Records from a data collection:
═══
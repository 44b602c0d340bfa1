use anyhow::{Context, Result};
use clap::Parser;
use crossterm::event::{self, Event, KeyEventKind};
use std::fs::File;
use std::path::PathBuf;
use std::sync::Mutex;
use std::time::Duration;
use tokio::sync::mpsc;
use tracing::info;

mod actions;
mod app;
mod config;
mod panel;
mod tilt;
mod trigger;
mod watcher;

use actions::Action;
use app::App;
use config::Config;
use tilt::TiltClient;
use trigger::spawn_trigger;
use watcher::SessionWatcher;

/// Terminal status panel for a running Tilt instance
#[derive(Debug, Parser)]
#[command(version, about)]
struct Args {
    /// Path to config.toml
    #[arg(long)]
    config: Option<PathBuf>,
    /// Tilt API host
    #[arg(long)]
    host: Option<String>,
    /// Tilt API port
    #[arg(long)]
    port: Option<u16>,
    /// Tilt session to watch
    #[arg(long)]
    session: Option<String>,
}

impl Args {
    fn into_config(self) -> Result<Config> {
        let path = self.config.unwrap_or_else(Config::default_path);
        let mut config = Config::load_or_default(&path)
            .with_context(|| format!("Failed to load {}", path.display()))?;

        if let Some(host) = self.host {
            config.host = host;
        }
        if let Some(port) = self.port {
            config.port = port;
        }
        if let Some(session) = self.session {
            config.session = session;
        }
        Ok(config)
    }
}

/// The TUI owns the terminal, so logs go to a file in the cache dir
fn init_logging() -> Result<PathBuf> {
    let log_dir = dirs::cache_dir().unwrap_or_default().join("tilt-deck");
    std::fs::create_dir_all(&log_dir)?;
    let log_path = log_dir.join("tilt-deck.log");
    let log_file = File::create(&log_path)
        .with_context(|| format!("Failed to create {}", log_path.display()))?;

    tracing_subscriber::fmt()
        .with_env_filter(
            tracing_subscriber::EnvFilter::from_default_env()
                .add_directive(tracing::Level::INFO.into()),
        )
        .with_writer(Mutex::new(log_file))
        .with_ansi(false)
        .init();

    Ok(log_path)
}

#[tokio::main]
async fn main() -> Result<()> {
    let config = Args::parse().into_config()?;
    let log_path = init_logging()?;
    info!(log = %log_path.display(), url = %config.base_url(), "starting tilt-deck");

    let client = TiltClient::new(
        &config.base_url(),
        config.session.clone(),
        config.request_timeout(),
    )
    .context("Failed to create Tilt client")?;

    // Create event channel
    let (tx, mut rx) = mpsc::unbounded_channel::<Action>();

    // Spawn input handler
    let input_tx = tx.clone();
    tokio::spawn(async move {
        loop {
            if event::poll(Duration::from_millis(100)).unwrap_or(false) {
                if let Ok(Event::Key(key)) = event::read() {
                    if key.kind == KeyEventKind::Press {
                        let _ = input_tx.send(Action::KeyPress(key));
                    }
                }
            }
        }
    });

    // Spawn session poller
    let watcher = SessionWatcher::new();
    let poller = watcher.clone();
    let poll_client = client.clone();
    let interval = config.poll_interval();
    tokio::spawn(async move {
        poller.run(poll_client, interval).await;
    });

    // Initialize terminal
    let mut terminal = ratatui::init();

    // Create app state
    let mut app = App::new(watcher, tx.clone());

    // Main event loop
    let result: Result<()> = loop {
        // Render
        if let Err(e) = terminal.draw(|f| app.render(f)) {
            break Err(e.into());
        }

        // Process any pending actions from the app
        for pending_action in app.take_pending_actions() {
            if let Action::TriggerResource(resource) = pending_action {
                spawn_trigger(client.clone(), resource, tx.clone());
            }
        }

        // Handle events from channel
        tokio::select! {
            Some(action) = rx.recv() => {
                match app.handle_action(action) {
                    Ok(should_quit) => {
                        if should_quit {
                            break Ok(());
                        }
                    }
                    Err(e) => {
                        break Err(e);
                    }
                }
            }
        }
    };

    // Restore terminal
    ratatui::restore();
    info!("exiting");
    result
}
═══
TASK STATEMENT: All that belongs in the answer is an exact copy of the lines from the start of the records above through the line with "mod trigger;".

REPLY TO THE EXERCISE:
repository 44b602c0d340bfa1
use anyhow::{Context, Result};
use clap::Parser;
use crossterm::event::{self, Event, KeyEventKind};
use std::fs::File;
use std::path::PathBuf;
use std::sync::Mutex;
use std::time::Duration;
use tokio::sync::mpsc;
use tracing::info;

mod actions;
mod app;
mod config;
mod panel;
mod tilt;
mod trigger;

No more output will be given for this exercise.